▸ **Work order**
Among the entries below, take the line with "assert_eq!(state.multiplier(), 1);" and the line with "assert!(deleted.insert(GridIndex::new(2, 1)));", and output them and every line between them exactly, with nothing else.

(Stored data entries)
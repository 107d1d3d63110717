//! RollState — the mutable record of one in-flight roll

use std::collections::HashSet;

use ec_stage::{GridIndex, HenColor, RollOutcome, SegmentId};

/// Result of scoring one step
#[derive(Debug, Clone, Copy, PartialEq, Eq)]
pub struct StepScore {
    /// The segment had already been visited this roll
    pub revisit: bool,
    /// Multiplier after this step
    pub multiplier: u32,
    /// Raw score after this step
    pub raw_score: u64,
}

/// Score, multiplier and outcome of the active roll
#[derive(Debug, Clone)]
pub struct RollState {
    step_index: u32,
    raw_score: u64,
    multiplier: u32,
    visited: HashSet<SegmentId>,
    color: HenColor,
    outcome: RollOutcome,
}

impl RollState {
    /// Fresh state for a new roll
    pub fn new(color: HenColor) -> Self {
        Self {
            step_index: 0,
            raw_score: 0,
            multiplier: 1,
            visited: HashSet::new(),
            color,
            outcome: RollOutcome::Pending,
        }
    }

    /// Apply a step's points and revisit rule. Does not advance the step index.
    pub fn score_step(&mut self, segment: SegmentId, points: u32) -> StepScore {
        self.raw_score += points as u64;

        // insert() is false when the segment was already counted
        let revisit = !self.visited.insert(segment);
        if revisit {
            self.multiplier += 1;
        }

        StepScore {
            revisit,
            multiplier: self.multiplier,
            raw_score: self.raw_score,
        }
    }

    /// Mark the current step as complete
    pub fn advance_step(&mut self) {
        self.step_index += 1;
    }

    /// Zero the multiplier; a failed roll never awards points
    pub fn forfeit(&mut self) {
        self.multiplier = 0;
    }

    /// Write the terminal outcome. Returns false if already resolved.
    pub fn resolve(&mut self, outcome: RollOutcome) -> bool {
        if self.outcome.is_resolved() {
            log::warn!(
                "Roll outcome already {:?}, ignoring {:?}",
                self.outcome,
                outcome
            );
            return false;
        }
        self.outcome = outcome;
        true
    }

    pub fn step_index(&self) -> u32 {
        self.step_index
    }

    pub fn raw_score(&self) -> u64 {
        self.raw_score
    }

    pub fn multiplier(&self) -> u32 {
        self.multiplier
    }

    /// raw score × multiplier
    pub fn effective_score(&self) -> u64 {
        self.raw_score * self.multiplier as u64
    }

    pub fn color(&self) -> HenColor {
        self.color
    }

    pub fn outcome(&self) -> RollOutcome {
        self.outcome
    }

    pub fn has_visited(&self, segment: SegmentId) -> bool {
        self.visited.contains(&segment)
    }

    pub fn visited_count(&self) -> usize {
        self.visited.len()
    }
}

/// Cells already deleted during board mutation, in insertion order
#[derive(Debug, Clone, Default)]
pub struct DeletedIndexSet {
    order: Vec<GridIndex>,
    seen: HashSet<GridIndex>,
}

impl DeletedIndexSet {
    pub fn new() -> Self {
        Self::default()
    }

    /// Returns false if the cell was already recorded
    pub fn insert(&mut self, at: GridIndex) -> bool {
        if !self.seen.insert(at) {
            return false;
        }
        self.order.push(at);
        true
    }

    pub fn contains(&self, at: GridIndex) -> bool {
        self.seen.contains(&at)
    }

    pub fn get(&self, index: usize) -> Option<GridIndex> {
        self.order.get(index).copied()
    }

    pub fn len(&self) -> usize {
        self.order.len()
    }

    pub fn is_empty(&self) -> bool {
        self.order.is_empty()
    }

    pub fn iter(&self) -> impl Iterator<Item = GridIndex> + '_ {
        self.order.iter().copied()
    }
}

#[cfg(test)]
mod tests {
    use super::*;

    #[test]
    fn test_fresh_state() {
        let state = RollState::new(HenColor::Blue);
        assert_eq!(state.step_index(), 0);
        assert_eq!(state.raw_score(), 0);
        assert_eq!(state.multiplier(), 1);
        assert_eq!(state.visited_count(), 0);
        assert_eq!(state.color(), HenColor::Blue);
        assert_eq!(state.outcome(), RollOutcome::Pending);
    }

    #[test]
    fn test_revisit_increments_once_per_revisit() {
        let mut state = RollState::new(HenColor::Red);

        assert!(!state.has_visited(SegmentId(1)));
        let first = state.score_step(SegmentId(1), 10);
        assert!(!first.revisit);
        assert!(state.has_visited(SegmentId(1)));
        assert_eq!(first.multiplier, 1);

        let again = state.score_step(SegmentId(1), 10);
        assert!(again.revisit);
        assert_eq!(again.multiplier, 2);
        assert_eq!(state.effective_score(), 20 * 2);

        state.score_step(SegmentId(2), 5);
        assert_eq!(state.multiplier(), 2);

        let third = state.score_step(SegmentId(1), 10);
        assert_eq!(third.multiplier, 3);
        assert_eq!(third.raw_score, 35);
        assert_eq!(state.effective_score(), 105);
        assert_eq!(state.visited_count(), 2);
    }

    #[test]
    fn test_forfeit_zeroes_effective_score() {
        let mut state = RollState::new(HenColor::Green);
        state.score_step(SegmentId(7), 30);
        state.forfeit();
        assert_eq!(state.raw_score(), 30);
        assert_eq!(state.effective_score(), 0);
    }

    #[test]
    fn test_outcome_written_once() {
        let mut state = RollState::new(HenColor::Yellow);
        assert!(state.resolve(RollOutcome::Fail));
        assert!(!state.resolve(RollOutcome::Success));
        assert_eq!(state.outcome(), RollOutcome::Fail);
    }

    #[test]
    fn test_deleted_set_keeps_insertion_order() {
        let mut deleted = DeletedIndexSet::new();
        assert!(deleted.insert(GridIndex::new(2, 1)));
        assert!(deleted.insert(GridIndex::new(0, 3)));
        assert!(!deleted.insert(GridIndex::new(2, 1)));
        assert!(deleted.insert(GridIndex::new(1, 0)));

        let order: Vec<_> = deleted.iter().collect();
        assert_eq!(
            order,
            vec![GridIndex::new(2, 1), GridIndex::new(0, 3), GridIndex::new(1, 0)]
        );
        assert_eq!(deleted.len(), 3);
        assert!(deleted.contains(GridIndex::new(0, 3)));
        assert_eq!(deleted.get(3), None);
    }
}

▸ **Written solution**
        assert_eq!(state.multiplier(), 1);
        assert_eq!(state.visited_count(), 0);
        assert_eq!(state.color(), HenColor::Blue);
        assert_eq!(state.outcome(), RollOutcome::Pending);
    }

    #[test]
    fn test_revisit_increments_once_per_revisit() {
        let mut state = RollState::new(HenColor::Red);

        assert!(!state.has_visited(SegmentId(1)));
        let first = state.score_step(SegmentId(1), 10);
        assert!(!first.revisit);
        assert!(state.has_visited(SegmentId(1)));
        assert_eq!(first.multiplier, 1);

        let again = state.score_step(SegmentId(1), 10);
        assert!(again.revisit);
        assert_eq!(again.multiplier, 2);
        assert_eq!(state.effective_score(), 20 * 2);

        state.score_step(SegmentId(2), 5);
        assert_eq!(state.multiplier(), 2);

        let third = state.score_step(SegmentId(1), 10);
        assert_eq!(third.multiplier, 3);
        assert_eq!(third.raw_score, 35);
        assert_eq!(state.effective_score(), 105);
        assert_eq!(state.visited_count(), 2);
    }

    #[test]
    fn test_forfeit_zeroes_effective_score() {
        let mut state = RollState::new(HenColor::Green);
        state.score_step(SegmentId(7), 30);
        state.forfeit();
        assert_eq!(state.raw_score(), 30);
        assert_eq!(state.effective_score(), 0);
    }

    #[test]
    fn test_outcome_written_once() {
        let mut state = RollState::new(HenColor::Yellow);
        assert!(state.resolve(RollOutcome::Fail));
        assert!(!state.resolve(RollOutcome::Success));
        assert_eq!(state.outcome(), RollOutcome::Fail);
    }

    #[test]
    fn test_deleted_set_keeps_insertion_order() {
        let mut deleted = DeletedIndexSet::new();
        assert!(deleted.insert(GridIndex::new(2, 1)));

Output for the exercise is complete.